MONASTIR (Serbo-Croat, Bitolj; Macedonian, Bitola), town in Yugoslav Macedonia 1918–1992, now in the F.Y.R. of Macedonia, near the Greek border. Monastir was situated on one of the ancient and main trade routes of the Balkans (the Roman "Via Egnatia") which went from the Albanian port of Durazzo to Salonika and Constantinople. It is therefore not surprising that Jews lived there already in Roman times. Direct evidence of Jewish settlement in this region was discovered in 1930 by a Yugoslav archeologist, Joso Petrović, who found at nearby Stobi a column from a third-century C.E. synagogue donated by one Claudius Tiberius Polycharmos, pater synagogae ("father of the Synagogue") – the chief parnas Marmorstein presumes that the ancestors of Polycharmos were freemen of the Emperor Claudius who had left Rome for Macedonia around the middle of the first century.

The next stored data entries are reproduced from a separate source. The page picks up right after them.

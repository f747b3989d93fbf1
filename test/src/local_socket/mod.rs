/// In-memory transport for E2E testing
/// Routes frames between master and slave contexts without network I/O

use std::collections::{HashMap, HashSet, VecDeque};
use std::io;
use std::net::SocketAddr;
use std::sync::{Arc, Mutex, MutexGuard};
use std::thread;
use std::time::{Duration, Instant};

use dgr_relay::{PacketReceiver, PacketSender, RecvError, SendError, SetupError, Transport};

#[derive(Default)]
struct NetworkState {
    // datagrams queued per destination port; frames sent to a port nobody
    // has bound yet are held until it is bound
    queues: HashMap<u16, VecDeque<Vec<u8>>>,
    bound: HashSet<u16>,
    sent: Vec<(SocketAddr, usize)>,
    short_write: Option<usize>,
    refuse_sends: bool,
}

/// Shared in-memory "network" that any number of contexts can attach to
#[derive(Clone, Default)]
pub struct LocalNetwork {
    state: Arc<Mutex<NetworkState>>,
}

impl LocalNetwork {
    pub fn new() -> Self {
        Self::default()
    }

    /// A transport attached to this network, to hand to `DgrContext::with_transport`
    pub fn transport(&self) -> Box<dyn Transport> {
        Box::new(LocalTransport {
            network: self.clone(),
        })
    }

    /// Queues a raw datagram for whoever listens on `port`
    pub fn inject(&self, port: u16, payload: &[u8]) {
        self.lock()
            .queues
            .entry(port)
            .or_default()
            .push_back(payload.to_vec());
    }

    /// Number of datagrams waiting for `port`
    pub fn pending(&self, port: u16) -> usize {
        self.lock().queues.get(&port).map_or(0, VecDeque::len)
    }

    /// Copies of the datagrams waiting for `port`, oldest first
    pub fn peek_all(&self, port: u16) -> Vec<Vec<u8>> {
        self.lock()
            .queues
            .get(&port)
            .map(|queue| queue.iter().cloned().collect())
            .unwrap_or_default()
    }

    /// Every send so far, as (destination, bytes requested)
    pub fn sent(&self) -> Vec<(SocketAddr, usize)> {
        self.lock().sent.clone()
    }

    /// Makes every subsequent send accept at most `limit` bytes
    pub fn set_short_write(&self, limit: Option<usize>) {
        self.lock().short_write = limit;
    }

    /// Makes every subsequent send fail
    pub fn set_refuse_sends(&self, refuse: bool) {
        self.lock().refuse_sends = refuse;
    }

    fn lock(&self) -> MutexGuard<'_, NetworkState> {
        self.state.lock().unwrap()
    }
}

struct LocalTransport {
    network: LocalNetwork,
}

impl Transport for LocalTransport {
    fn open_sender(&self) -> Result<Box<dyn PacketSender>, SetupError> {
        Ok(Box::new(LocalSender {
            network: self.network.clone(),
        }))
    }

    fn bind_receiver(&self, port: u16) -> Result<Box<dyn PacketReceiver>, SetupError> {
        let mut state = self.network.lock();
        if !state.bound.insert(port) {
            return Err(SetupError::Bind {
                port,
                kind: io::ErrorKind::AddrInUse,
                reason: "port already bound on the local network".to_string(),
            });
        }
        state.queues.entry(port).or_default();

        Ok(Box::new(LocalReceiver {
            network: self.network.clone(),
            port,
            current_payload: None,
        }))
    }
}

struct LocalSender {
    network: LocalNetwork,
}

impl PacketSender for LocalSender {
    fn send(&self, address: &SocketAddr, payload: &[u8]) -> Result<usize, SendError> {
        let mut state = self.network.lock();
        if state.refuse_sends {
            return Err(SendError {
                kind: io::ErrorKind::ConnectionRefused,
                reason: "local network refused the datagram".to_string(),
            });
        }
        state.sent.push((*address, payload.len()));

        let accepted = state
            .short_write
            .map_or(payload.len(), |limit| limit.min(payload.len()));
        state
            .queues
            .entry(address.port())
            .or_default()
            .push_back(payload[..accepted].to_vec());
        Ok(accepted)
    }
}

struct LocalReceiver {
    network: LocalNetwork,
    port: u16,
    current_payload: Option<Vec<u8>>,
}

impl PacketReceiver for LocalReceiver {
    fn wait(&mut self, timeout: Duration) -> Result<bool, RecvError> {
        let deadline = Instant::now() + timeout;
        loop {
            if self.network.pending(self.port) > 0 {
                return Ok(true);
            }
            if Instant::now() >= deadline {
                return Ok(false);
            }
            thread::sleep(Duration::from_millis(1));
        }
    }

    fn receive(&mut self) -> Result<Option<&[u8]>, RecvError> {
        let packet = self
            .network
            .lock()
            .queues
            .get_mut(&self.port)
            .and_then(VecDeque::pop_front);

        match packet {
            Some(payload) => {
                self.current_payload = Some(payload);
                Ok(self.current_payload.as_deref())
            }
            None => Ok(None),
        }
    }
}

impl Drop for LocalReceiver {
    fn drop(&mut self) {
        self.network.lock().bound.remove(&self.port);
    }
}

Nothing is known about Jewish settlement in Monastir in the Byzantine period. In the 12th century there were Greek-speaking (*Romaniote) Jewish artisans and traders in the town. More Jews arrived after the expulsion from Hungary in the 14th century. At the end of the 15th century refugees from Asia Minor, and during the first half of the 16th century many Spanish exiles who came by the sea or through Salonika, settled in Monastir. Throughout the Ottoman period (1382–1913) Monastir was a lively commercial center. Trade was mainly in Jewish hands (export of liquor, olive oil, salt and salted fish, and import of wool, silk and woven cloth, copper, etc.); many Jews were tanners, silversmiths, cheesemakers, etc. In the 16th century R. Joseph b. Lev was head of the yeshiva. In the 18th century Abraham b. Judah di Buton was a rabbi of Monastir. A fire which swept through the town in 1863 destroyed over 1,000 Jewish homes and shops. A blood libel accusation was leveled against the Jews in 1900.

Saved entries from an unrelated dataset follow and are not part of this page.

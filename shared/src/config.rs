use std::collections::{BTreeMap, HashMap};

/// Read-only key/value configuration the relay pulls its cluster topology
/// from. Implemented for the std maps; an application's own config reader
/// only needs to answer `lookup`.
pub trait ConfigLookup {
    /// Returns the value stored under `key`, or `None` if the key is absent.
    fn lookup(&self, key: &str) -> Option<String>;
}

impl ConfigLookup for HashMap<String, String> {
    fn lookup(&self, key: &str) -> Option<String> {
        self.get(key).cloned()
    }
}

impl ConfigLookup for BTreeMap<String, String> {
    fn lookup(&self, key: &str) -> Option<String> {
        self.get(key).cloned()
    }
}

impl<T: ConfigLookup + ?Sized> ConfigLookup for &T {
    fn lookup(&self, key: &str) -> Option<String> {
        (**self).lookup(key)
    }
}
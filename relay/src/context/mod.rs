mod dgr_context;
mod relay_config;
mod relay_stats;

pub use dgr_context::DgrContext;
pub use relay_config::RelayConfig;
pub use relay_stats::RelayStats;
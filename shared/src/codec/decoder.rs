use std::str;

use crate::{
    codec::{error::CodecError, size_from_wire},
    constants::{MAX_NAME_BYTES, SIZE_FIELD_BYTES},
    table::variable_table::VariableTable,
};

/// Parses `frame` and upserts every record it carries into `table`,
/// returning the number of records applied.
///
/// SECURITY: `frame` is untrusted network data. The whole frame is validated
/// before anything is written, so a malformed frame leaves `table` untouched.
/// A well-formed frame that overflows the table's capacity is applied up to
/// the record that did not fit.
pub fn decode(frame: &[u8], table: &mut VariableTable) -> Result<usize, CodecError> {
    let records = parse(frame)?;

    for (name, payload) in &records {
        table.set(name, payload)?;
    }

    Ok(records.len())
}

/// Splits `frame` into `(name, payload)` pairs borrowed from the frame
pub fn parse(frame: &[u8]) -> Result<Vec<(&str, &[u8])>, CodecError> {
    let mut records = Vec::new();
    let mut cursor = 0;

    while cursor < frame.len() {
        let record_start = cursor;
        let remaining = &frame[cursor..];

        // bounded NUL search: never look further than the name limit allows
        let search_len = remaining.len().min(MAX_NAME_BYTES + 1);
        let Some(name_len) = remaining[..search_len].iter().position(|byte| *byte == 0) else {
            if search_len == remaining.len() {
                return Err(CodecError::UnterminatedName {
                    offset: record_start,
                });
            }
            return Err(CodecError::NameTooLong {
                offset: record_start,
                max: MAX_NAME_BYTES,
            });
        };

        let name = match str::from_utf8(&remaining[..name_len]) {
            Ok(name) if !name.is_empty() => name,
            _ => {
                return Err(CodecError::InvalidName {
                    offset: record_start,
                })
            }
        };
        cursor += name_len + 1;

        let size_end = cursor + SIZE_FIELD_BYTES;
        if size_end > frame.len() {
            return Err(CodecError::TruncatedSize { offset: cursor });
        }
        let mut size_bytes = [0u8; SIZE_FIELD_BYTES];
        size_bytes.copy_from_slice(&frame[cursor..size_end]);
        let size = size_from_wire(size_bytes) as usize;
        cursor = size_end;

        let available = frame.len() - cursor;
        if size > available {
            return Err(CodecError::TruncatedPayload {
                offset: cursor,
                expected: size,
                remaining: available,
            });
        }

        records.push((name, &frame[cursor..cursor + size]));
        cursor += size;
    }

    Ok(records)
}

In 1884 there were 4,000 Jews in Monastir and in 1910, 7,000. After World War I the economic situation deteriorated considerably and many Jews left the town, mainly for the United States and Chile, while others settled in Jerusalem. The remaining Jews were impoverished, and there were many unemployed and poor people who were workers, porters, and peddlers. Between the two world wars community activity was varied and intense, with growing Zionist consciousness and endeavor; the leader was Leon Kamhi. In the 1930s, the central Jewish bodies became aware of the acute social problems in this community and introduced vocational training courses, encouraged ḥalutz youth movements and other activities, but the time was too short. This old community with its several synagogues, diverse social and cultural institutions, as well as a rich and original Judeo-Spanish folklore with some Turkish admixtures, was wiped out during the Holocaust. The approximately 3,500 Jews were deported by the Bulgarian occupation authorities, for the most part to Treblinka on April 5, 1943. In 1952 there were only one or two Jews in the town, and none at the outset of the 21st century. The Jewish cemetery was renovated by volunteers from Israel.

BIBLIOGRAPHY:

Marmorstein, in: JQR. 27 (1936/37); Rosanes, Togarmah, 1 (1930), 152–3; 2 (1938), 41, 59; M. Luria, Study of the Monastir Dialect of Judeo-Spanish (1930), 1–9; Jevrejski Kalendar za godinu 5713 (1952), 189–95. ADD. BIBLIOGRAPHY: J. Lebl, Ge'ut va-Shever (1986; Serbian version, 1990).